Taylor Elise Baum
Massachusetts Institute of Technology
tbaum@mit.edu
Bio
Taylor Elise Baum is an Electrical Engineering and Computer Science PhD Candidate at the Massachusetts Institute of Technology (MIT), advised by Profs. Emery Brown, Munther Dahleh and Thomas Heldt. She is interested in improving how we understand and control physiological systems (e.g., the cardiovascular system and nervous system) in critical care. Her work has advanced systems that automate cardiovascular management, including arterial blood pressure regulation and treatment of serious cardiac arrhythmias. Taylor’s research has recently been recognized with a featured article in IEEE Transactions on Biomedical Engineering (2024), an invited article at the American Control Conference (2025), the Hugh Hampton Young Memorial Fund Fellowship (2024) and selection as an MIT Graduate Woman of Excellence (2023). She also founded Sprouting Education, which develops bilingual curricula and has hosted 30+ events across South America and the U.S., earning her MIT’s Seth J. Teller Award for Excellence, Inclusion and Diversity (2023).
Areas of Research
- Signal Processing
An Adaptive Closed-Loop System for Arterial Blood Pressure Control with Phenylephrine and Clevidipine
Poor management of arterial blood pressure (ABP) has been linked with increased morbidity and mortality. Although closed-loop systems for ABP control have been shown to improve management over standard manual titration of intravenous medications in the operating room (OR), their adoption has thus far been prevented by safety concerns and their inconsistent performance across patients.

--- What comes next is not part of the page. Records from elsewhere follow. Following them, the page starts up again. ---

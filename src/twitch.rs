//! Live-status source backed by the Twitch Helix API.

use async_trait::async_trait;
use log::{debug, info, warn};
use reqwest::{Client, StatusCode};
use serde::{Deserialize, de::DeserializeOwned};
use std::time::{Duration, Instant};

use crate::config::TwitchConfig;
use crate::error::Error;

const DEFAULT_API_BASE: &str = "https://api.twitch.tv";
const DEFAULT_AUTH_BASE: &str = "https://id.twitch.tv";

/// Tokens are renewed this long before Twitch says they expire.
const TOKEN_EXPIRY_MARGIN_SECS: u64 = 60;

/// One entry of the Helix "Get Streams" response, reduced to what the
/// notifier reads.
#[derive(Debug, Clone, PartialEq, Eq, Deserialize)]
pub struct StreamSnapshot {
    pub title: String,
    pub game_id: String,
    pub game_name: String,
    #[serde(rename = "type")]
    pub stream_type: String,
    pub started_at: String,
}

impl StreamSnapshot {
    #[must_use]
    pub fn is_live(&self) -> bool {
        self.stream_type == "live"
    }
}

/// Anything that can report the current streams of the watched channel.
#[async_trait]
pub trait StreamSource: Send {
    /// Name of the watched channel, for logging.
    fn channel(&self) -> &str;

    /// Streams currently reported for the channel, in API order.
    async fn current_streams(&mut self) -> Result<Vec<StreamSnapshot>, Error>;
}

#[derive(Debug, Deserialize)]
struct HelixResponse<T> {
    data: Vec<T>,
}

#[derive(Debug, Clone, Deserialize)]
struct TwitchUser {
    id: String,
    display_name: String,
}

#[derive(Debug, Deserialize)]
struct TokenResponse {
    access_token: String,
    expires_in: u64,
}

#[derive(Debug)]
struct AppToken {
    access_token: String,
    expires_at: Instant,
}

pub struct TwitchClient {
    http: Client,
    api_base: String,
    auth_base: String,
    app_id: String,
    app_secret: String,
    login: String,
    token: Option<AppToken>,
    user: Option<TwitchUser>,
}

impl TwitchClient {
    #[must_use]
    pub fn new(config: &TwitchConfig, http: Client) -> Self {
        Self {
            http,
            api_base: DEFAULT_API_BASE.to_string(),
            auth_base: DEFAULT_AUTH_BASE.to_string(),
            app_id: config.app_id.clone(),
            app_secret: config.app_secret.clone(),
            login: config.watched_channel.clone(),
            token: None,
            user: None,
        }
    }

    /// Points the client at different API and OAuth hosts.
    #[must_use]
    pub fn with_base_urls(mut self, api_base: &str, auth_base: &str) -> Self {
        self.api_base = api_base.trim_end_matches('/').to_string();
        self.auth_base = auth_base.trim_end_matches('/').to_string();
        self
    }

    /// Returns a valid app access token, requesting a new one through the
    /// client-credentials grant when none is cached or it is about to expire.
    async fn access_token(&mut self) -> Result<String, Error> {
        if let Some(token) = &self.token {
            if Instant::now() < token.expires_at {
                return Ok(token.access_token.clone());
            }
            debug!("Twitch app token expired, requesting a new one");
        }

        let response = self
            .http
            .post(format!("{}/oauth2/token", self.auth_base))
            .form(&[
                ("client_id", self.app_id.as_str()),
                ("client_secret", self.app_secret.as_str()),
                ("grant_type", "client_credentials"),
            ])
            .send()
            .await?;

        let status = response.status();
        if !status.is_success() {
            let body = response.text().await.unwrap_or_default();
            return Err(Error::UnexpectedStatus {
                endpoint: "oauth2/token",
                status,
                body,
            });
        }

        let token: TokenResponse = response.json().await?;
        let lifetime = token.expires_in.saturating_sub(TOKEN_EXPIRY_MARGIN_SECS);
        self.token = Instant::now()
            .checked_add(Duration::from_secs(lifetime))
            .map(|expires_at| AppToken {
                access_token: token.access_token.clone(),
                expires_at,
            });
        if self.token.is_none() {
            warn!(
                "Twitch token lifetime of {}s is out of range, not caching it",
                token.expires_in
            );
        }

        Ok(token.access_token)
    }

    async fn helix_get<T: DeserializeOwned>(
        &mut self,
        endpoint: &'static str,
        query: &[(&str, &str)],
    ) -> Result<Vec<T>, Error> {
        let access_token = self.access_token().await?;

        let response = self
            .http
            .get(format!("{}/helix/{endpoint}", self.api_base))
            .query(query)
            .header("Client-Id", &self.app_id)
            .bearer_auth(access_token)
            .send()
            .await?;

        let status = response.status();
        if status == StatusCode::UNAUTHORIZED {
            // Revoked or rotated token, authenticate again on the next call.
            self.token = None;
        }
        if !status.is_success() {
            let body = response.text().await.unwrap_or_default();
            return Err(Error::UnexpectedStatus {
                endpoint,
                status,
                body,
            });
        }

        let body: HelixResponse<T> = response.json().await?;
        Ok(body.data)
    }

    async fn user_id(&mut self) -> Result<String, Error> {
        if let Some(user) = &self.user {
            return Ok(user.id.clone());
        }

        let login = self.login.clone();
        let users: Vec<TwitchUser> = self.helix_get("users", &[("login", login.as_str())]).await?;
        let user = users
            .into_iter()
            .next()
            .ok_or_else(|| Error::ChannelNotFound(login))?;

        info!(
            "Resolved Twitch channel {} to user {} ({})",
            self.login, user.display_name, user.id
        );
        let id = user.id.clone();
        self.user = Some(user);
        Ok(id)
    }
}

#[async_trait]
impl StreamSource for TwitchClient {
    fn channel(&self) -> &str {
        &self.login
    }

    async fn current_streams(&mut self) -> Result<Vec<StreamSnapshot>, Error> {
        let user_id = self.user_id().await?;
        self.helix_get("streams", &[("user_id", user_id.as_str())]).await
    }
}

/// Wraps a source and always appends a live entry, so the whole notification
/// path can be exercised without the channel actually streaming.
pub struct SyntheticLiveSource<S> {
    inner: S,
    entry: StreamSnapshot,
}

impl<S: StreamSource> SyntheticLiveSource<S> {
    #[must_use]
    pub fn new(inner: S) -> Self {
        Self {
            inner,
            entry: StreamSnapshot {
                title: "Synthetic test stream".to_string(),
                game_id: "509658".to_string(),
                game_name: "Just Chatting".to_string(),
                stream_type: "live".to_string(),
                started_at: "2022-11-06T12:27:06Z".to_string(),
            },
        }
    }
}

#[async_trait]
impl<S: StreamSource> StreamSource for SyntheticLiveSource<S> {
    fn channel(&self) -> &str {
        self.inner.channel()
    }

    async fn current_streams(&mut self) -> Result<Vec<StreamSnapshot>, Error> {
        let mut streams = self.inner.current_streams().await?;
        streams.push(self.entry.clone());
        Ok(streams)
    }
}
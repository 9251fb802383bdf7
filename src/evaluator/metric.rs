//! Scoring metric seam.

use async_trait::async_trait;
use thiserror::Error;

use crate::domain::Task;
use crate::llm::LlmError;

/// Errors from a single metric call.
#[derive(Debug, Error)]
pub enum MetricError {
    #[error("LLM error: {0}")]
    Llm(#[from] LlmError),

    #[error("Metric response parsing failed: {0}")]
    Parse(String),

    #[error("Metric backend error: {0}")]
    Backend(String),
}

impl MetricError {
    /// Whether retrying the same call could succeed.
    ///
    /// Parse failures are retryable: the same model, asked again, usually
    /// emits valid JSON.
    pub fn is_retryable(&self) -> bool {
        match self {
            MetricError::Llm(e) => e.is_retryable(),
            MetricError::Parse(_) => true,
            MetricError::Backend(_) => true,
        }
    }
}

/// One metric's verdict on a submission, before weighting.
#[derive(Debug, Clone)]
pub struct MetricOutcome {
    /// Score in [0, 100]
    pub score: f64,
    /// What drove the score and what to improve
    pub commentary: String,
}

/// Scores one quality dimension of a submission.
#[async_trait]
pub trait Metric: Send + Sync {
    /// Score the submission against this metric's dimension.
    async fn score(&self, task: &Task, submission: &str) -> Result<MetricOutcome, MetricError>;
}
//! Core LLM client types and trait definitions

use std::collections::VecDeque;
use std::sync::Mutex;
use std::sync::atomic::{AtomicU32, Ordering};
use std::time::Duration;

use async_trait::async_trait;
use serde::{Deserialize, Serialize};

/// Stateless LLM client - each call is independent (fresh context)
#[async_trait]
pub trait LlmClient: Send + Sync {
    /// Single completion request (blocking until complete)
    async fn complete(&self, request: CompletionRequest) -> Result<CompletionResponse, LlmError>;
}

/// A completion request - everything needed for one LLM call
#[derive(Debug, Clone, Default)]
pub struct CompletionRequest {
    /// System prompt
    pub system: String,

    /// User/assistant messages (typically just one user message)
    pub messages: Vec<Message>,

    /// Max tokens for the response (provider default when None)
    pub max_tokens: Option<u32>,

    /// Model override (provider default when None)
    pub model: Option<String>,
}

impl CompletionRequest {
    pub fn new(system: impl Into<String>) -> Self {
        Self {
            system: system.into(),
            ..Default::default()
        }
    }

    pub fn with_user_message(mut self, content: impl Into<String>) -> Self {
        self.messages.push(Message::user(content));
        self
    }

    pub fn with_max_tokens(mut self, max_tokens: u32) -> Self {
        self.max_tokens = Some(max_tokens);
        self
    }

    pub fn with_model(mut self, model: impl Into<String>) -> Self {
        self.model = Some(model.into());
        self
    }
}

#[derive(Debug, Clone, Serialize, Deserialize)]
pub struct Message {
    pub role: Role,
    pub content: String,
}

impl Message {
    pub fn user(content: impl Into<String>) -> Self {
        Self {
            role: Role::User,
            content: content.into(),
        }
    }

    pub fn assistant(content: impl Into<String>) -> Self {
        Self {
            role: Role::Assistant,
            content: content.into(),
        }
    }
}

#[derive(Debug, Clone, Copy, Serialize, Deserialize, PartialEq, Eq)]
#[serde(rename_all = "lowercase")]
pub enum Role {
    User,
    Assistant,
}

/// Response from a completion request
#[derive(Debug, Clone, Default)]
pub struct CompletionResponse {
    /// Concatenated text content
    pub content: String,

    /// Why the model stopped
    pub stop_reason: StopReason,

    /// Token usage
    pub usage: Usage,
}

#[derive(Debug, Clone, Copy, PartialEq, Eq, Default)]
pub enum StopReason {
    #[default]
    EndTurn,
    MaxTokens,
    StopSequence,
}

#[derive(Debug, Clone, Copy, Default, PartialEq, Eq)]
pub struct Usage {
    pub input_tokens: u64,
    pub output_tokens: u64,
}

impl Usage {
    pub fn new(input_tokens: u64, output_tokens: u64) -> Self {
        Self {
            input_tokens,
            output_tokens,
        }
    }

    pub fn total(&self) -> u64 {
        self.input_tokens + self.output_tokens
    }

    pub fn add(&mut self, other: &Usage) {
        self.input_tokens += other.input_tokens;
        self.output_tokens += other.output_tokens;
    }
}

/// Errors that can occur during LLM operations
#[derive(Debug, thiserror::Error)]
pub enum LlmError {
    #[error("Rate limited, retry after {retry_after:?}")]
    RateLimited { retry_after: Duration },

    #[error("API error {status}: {message}")]
    ApiError { status: u16, message: String },

    #[error("Network error: {0}")]
    Network(#[from] reqwest::Error),

    #[error("Invalid response: {0}")]
    InvalidResponse(String),

    #[error("JSON parsing error: {0}")]
    JsonError(#[from] serde_json::Error),

    #[error("Missing API key: environment variable {env_var} not set")]
    MissingApiKey { env_var: String },
}

impl LlmError {
    pub fn is_rate_limit(&self) -> bool {
        matches!(self, LlmError::RateLimited { .. })
    }

    pub fn is_retryable(&self) -> bool {
        match self {
            LlmError::RateLimited { .. } => true,
            LlmError::ApiError { status, .. } => *status >= 500,
            LlmError::Network(_) => true,
            LlmError::InvalidResponse(_) => false,
            LlmError::JsonError(_) => false,
            LlmError::MissingApiKey { .. } => false,
        }
    }
}

/// A scripted reply for [`MockLlmClient`]
#[derive(Debug, Clone)]
pub enum MockReply {
    /// Successful completion with the given text
    Text(String),
    /// Failure the caller should retry (surfaces as a 503)
    Retryable(String),
    /// Failure the caller should not retry
    Fatal(String),
}

/// Mock LLM client that replays a scripted queue of replies
///
/// Once the queue is exhausted, the fallback text (if any) is returned
/// forever; otherwise further calls fail with a non-retryable error.
pub struct MockLlmClient {
    replies: Mutex<VecDeque<MockReply>>,
    fallback: Option<String>,
    calls: AtomicU32,
}

impl MockLlmClient {
    pub fn new(replies: Vec<MockReply>) -> Self {
        Self {
            replies: Mutex::new(replies.into()),
            fallback: None,
            calls: AtomicU32::new(0),
        }
    }

    /// Client that answers every call with the same text
    pub fn always(text: impl Into<String>) -> Self {
        Self {
            replies: Mutex::new(VecDeque::new()),
            fallback: Some(text.into()),
            calls: AtomicU32::new(0),
        }
    }

    /// Number of completion calls made so far
    pub fn calls(&self) -> u32 {
        self.calls.load(Ordering::SeqCst)
    }

    fn text_response(content: String) -> CompletionResponse {
        CompletionResponse {
            content,
            stop_reason: StopReason::EndTurn,
            usage: Usage::default(),
        }
    }
}

#[async_trait]
impl LlmClient for MockLlmClient {
    async fn complete(&self, _request: CompletionRequest) -> Result<CompletionResponse, LlmError> {
        self.calls.fetch_add(1, Ordering::SeqCst);
        let reply = self.replies.lock().unwrap().pop_front();
        match reply {
            Some(MockReply::Text(text)) => Ok(Self::text_response(text)),
            Some(MockReply::Retryable(message)) => Err(LlmError::ApiError {
                status: 503,
                message,
            }),
            Some(MockReply::Fatal(message)) => Err(LlmError::InvalidResponse(message)),
            None => match &self.fallback {
                Some(text) => Ok(Self::text_response(text.clone())),
                None => Err(LlmError::InvalidResponse(
                    "mock reply queue exhausted".to_string(),
                )),
            },
        }
    }
}
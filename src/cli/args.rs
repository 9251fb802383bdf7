//! Command-line argument definitions using clap.

use clap::Parser;
use std::path::PathBuf;

/// Bakeoff - race multiple teams against one task and rank the results
#[derive(Parser, Debug)]
#[command(name = "bakeoff")]
#[command(author, version, about, long_about = None)]
pub struct Cli {
    /// Path to the run spec (YAML)
    pub spec: PathBuf,

    /// Override the task from the spec file
    #[arg(short, long)]
    pub task: Option<String>,

    /// Path for the round database (default: a per-run file under the
    /// local data directory)
    #[arg(long)]
    pub store: Option<PathBuf>,

    /// Verbose logging
    #[arg(short, long)]
    pub verbose: bool,
}

#[cfg(test)]
mod tests {
    use super::*;
    use clap::CommandFactory;

    #[test]
    fn test_spec_path_required() {
        let result = Cli::try_parse_from(["bakeoff"]);
        assert!(result.is_err());
    }

    #[test]
    fn test_spec_path_parsed() {
        let cli = Cli::try_parse_from(["bakeoff", "run.yaml"]).unwrap();
        assert_eq!(cli.spec, PathBuf::from("run.yaml"));
        assert!(cli.task.is_none());
        assert!(cli.store.is_none());
        assert!(!cli.verbose);
    }

    #[test]
    fn test_task_override() {
        let cli = Cli::try_parse_from(["bakeoff", "run.yaml", "-t", "write a limerick"]).unwrap();
        assert_eq!(cli.task.as_deref(), Some("write a limerick"));
    }

    #[test]
    fn test_store_override() {
        let cli = Cli::try_parse_from(["bakeoff", "run.yaml", "--store", "/tmp/rounds.db"]).unwrap();
        assert_eq!(cli.store, Some(PathBuf::from("/tmp/rounds.db")));
    }

    #[test]
    fn test_verbose_flag() {
        let cli = Cli::try_parse_from(["bakeoff", "run.yaml", "-v"]).unwrap();
        assert!(cli.verbose);
    }

    #[test]
    fn test_help_works() {
        Cli::command().debug_assert();
    }

    #[test]
    fn test_version_flag() {
        // Version flag causes early exit with error (expected)
        let result = Cli::try_parse_from(["bakeoff", "--version"]);
        assert!(result.is_err());
    }
}
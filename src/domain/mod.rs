//! Domain types for bakeoff
//!
//! This module contains all core domain types:
//! - Task / Team: execution inputs
//! - Round: one produce-evaluate cycle, the persisted unit of work
//! - EvaluationResult / MetricScore: weighted scoring output
//! - JudgmentDecision: the judge's continue-or-stop verdict
//! - LeaderboardEntry: one row of the cross-team ranking
//! - TeamResult / ExecutionResult: what the orchestrator hands back
//!
//! Rounds are immutable once recorded; the only later mutation is the
//! final-submission mark stamped when a team's loop terminates.

pub mod evaluation;
pub mod execution;
pub mod judgment;
pub mod leaderboard;
pub mod round;
pub mod task;
pub mod team;

pub use evaluation::{EvaluationResult, MetricScore};
pub use execution::{ExecutionResult, TeamResult};
pub use judgment::JudgmentDecision;
pub use leaderboard::LeaderboardEntry;
pub use round::{ExitReason, Round};
pub use task::Task;
pub use team::Team;
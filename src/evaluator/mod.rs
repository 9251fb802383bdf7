//! Submission evaluation - weighted sequential metrics
//!
//! This module provides:
//! - Metric trait for scoring one quality dimension
//! - Evaluator running metrics in order and aggregating a weighted score

pub mod metric;
pub mod pipeline;

pub use metric::{Metric, MetricError, MetricOutcome};
pub use pipeline::{EvaluationError, Evaluator, MetricBinding};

We present a novel closed-loop ABP control system consisting of a set of two adaptive model predictive controllers, one which brings ABP up with phenylephrine (PE) and one which brings ABP down with clevidipine (CL). Each controller is patient specific without requiring prior patient data and explicitly incorporates safety constraints such as limits on the rate of change of ABP. We find that, in non-emergent, post-transient periods, our PE-actuated controller maintains mean ABP within 5 mmHg of the target 99.86% of the time (95% CI: 99.69, 100.00) and has 1.09 mmHg (95% CI: 0.87, 1.32) root mean square error (RMSE) and our CL-controller, 97.13% (95% CI: 94.31, 99.04) with 1.64 mmHg (95% CI: 1.29, 2.03) RMSE. We additionally find that both controllers rapidly reject severe disturbances and that we can switch between the controllers mid-session. These results establish the attainable precision of ABP control and provide further support for clinical adoption of such closed-loop systems. As no FDA-approved closed-loop ABP control system is in use in the United States, our system has immense potential to revolutionize cardiovascular care in hundreds of millions of OR procedures and intensive care unit stays every year.